The work performed involved model development, metabolic assessment, and in vitro validation of observations of PI5P4K in prostate tissue and cancer models. I was successful in generating and characterizing multiple new mouse models during PCAPIP. Specifically, the first prostate-specific knock out of Pip4k2a in prostate luminal cells. Based on the novel observation that PI5P4K was highly expressed in the basal cell layer of the prostate, I also generated the first basal cell-specific knock out mouse for inducibility targeting Pip4k2a. I also generated mice with gene combinations that will lead to prostate tumor development, specifically through deletions of the cancer gene Pten.
A major objective of PCAPIP was to uncover what metabolism processes are influenced by PI5P4K in normal cells and prostate cancer. I used experimental approaches to characterize multiple metabolic pathways when PI5P4K is depleted in PCa cell models. I used a large-scale metabolomics approach that detected relative levels of 153 metabolites from 37 pathways. I also ran a state-of-the-art lipidomic analysis that characterized 282 lipid species in samples with and without PI5P4K depletion. These experiments were paired with RNA sequencing analysis, which enabled the identification of changes to metabolic signaling pathways.
Finally, I performed validation experiments using in vitro models to confirm metabolic phenotypes from PI5P4K depletion. This involved previously characterized human prostate cancer cell lines and newly generated mouse organoid cells. I verified that the mouse models were effective at genetically eliminating Pip4k2a expression in animals in the cells of interest (luminal and basal). This confirms the molecular changes are indeed being activated in the in vivo setting. I also found that normal mouse luminal prostate cells have much lower relative expression of PI5P4K compared to tissue from Pten mutant tumors.

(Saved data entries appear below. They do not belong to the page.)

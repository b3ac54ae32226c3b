use async_trait::async_trait;
use reqwest::{Client, StatusCode, Url};
use tracing::{debug, warn};

use super::{MembershipOracle, MembershipScope};
use crate::config::MembershipConfig;
use crate::error::{PlaybookError, PlaybookResult};

/// Membership lookups against a Mattermost-compatible REST API.
///
/// `GET /api/v4/channels/{channel}/members/{user}` and
/// `GET /api/v4/teams/{team}/members/{user}`: 200 means member, 404 means not
/// a member, anything else is a dependency failure. Ids are sent as single
/// percent-encoded path segments.
pub struct HttpMembershipOracle {
    client: Client,
    base_url: Url,
    token: Option<String>,
}

impl HttpMembershipOracle {
    pub fn new(config: &MembershipConfig) -> PlaybookResult<Self> {
        if config.base_url.is_empty() {
            return Err(PlaybookError::InvalidConfigValue {
                key: "membership.base_url".to_string(),
                message: "required for the HTTP membership oracle".to_string(),
            });
        }

        let base_url = Url::parse(config.base_url.trim())
            .ok()
            .filter(|url| !url.cannot_be_a_base())
            .ok_or_else(|| PlaybookError::InvalidConfigValue {
                key: "membership.base_url".to_string(),
                message: format!("'{}' is not an absolute base URL", config.base_url),
            })?;

        let client = Client::builder()
            .timeout(config.timeout())
            .build()
            .map_err(|e| PlaybookError::Config(format!("failed to build HTTP client: {}", e)))?;

        Ok(Self {
            client,
            base_url,
            token: config.token.clone(),
        })
    }

    fn member_url(&self, user_id: &str, scope: &MembershipScope) -> PlaybookResult<Url> {
        let collection = match scope {
            MembershipScope::Channel(_) => "channels",
            MembershipScope::Team(_) => "teams",
        };
        for id in [scope.id(), user_id] {
            if id.is_empty() || id == "." || id == ".." {
                return Err(PlaybookError::invalid_field(
                    collection,
                    format!("'{}' cannot be looked up in the membership directory", id),
                ));
            }
        }

        let mut url = self.base_url.clone();
        url.path_segments_mut()
            .map_err(|_| PlaybookError::Internal("membership base URL has no path".to_string()))?
            .pop_if_empty()
            .extend(["api", "v4", collection, scope.id(), "members", user_id]);
        Ok(url)
    }
}

#[async_trait]
impl MembershipOracle for HttpMembershipOracle {
    fn name(&self) -> &str {
        "http"
    }

    async fn is_member(&self, user_id: &str, scope: &MembershipScope) -> PlaybookResult<bool> {
        let url = self.member_url(user_id, scope)?;

        let mut request = self.client.get(url);
        if let Some(token) = &self.token {
            request = request.bearer_auth(token);
        }

        let response = request.send().await?;
        let status = response.status();
        debug!(%scope, user_id, status = status.as_u16(), "Membership lookup");

        match status {
            s if s.is_success() => Ok(true),
            StatusCode::NOT_FOUND => Ok(false),
            // Mattermost answers 403 when the caller cannot see a private channel.
            StatusCode::FORBIDDEN => Ok(false),
            other => {
                warn!(%scope, status = other.as_u16(), "Membership directory returned an error");
                Err(PlaybookError::membership_unavailable(format!(
                    "unexpected status {} for {}",
                    other, scope
                )))
            }
        }
    }
}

Using human prostate cancer cells, I validated the inverse expression changes of AR transcript signature genes with depletion of PI5P4K. As well, I found that depletion of PI5P4K in various stress conditions could induce lipid droplet accumulation and increases in the level of reactive oxygen species. I discovered that genetically altered LNCaP cells that lack PI5P4K are significantly more vulnerable to stress conditions such as drug treatments (enzalutamide) and lipid overdose compared to controls.
These results are being composed into a high-impact publication from our group at the University of Bern. As well, were incorporated into a co-authored article submitted to the journal Cell Metabolism with collaborators. PCAPIP results were additionally disseminated in local seminars across Switzerland and at international conferences in France, USA, and Canada in the format of talks and posters.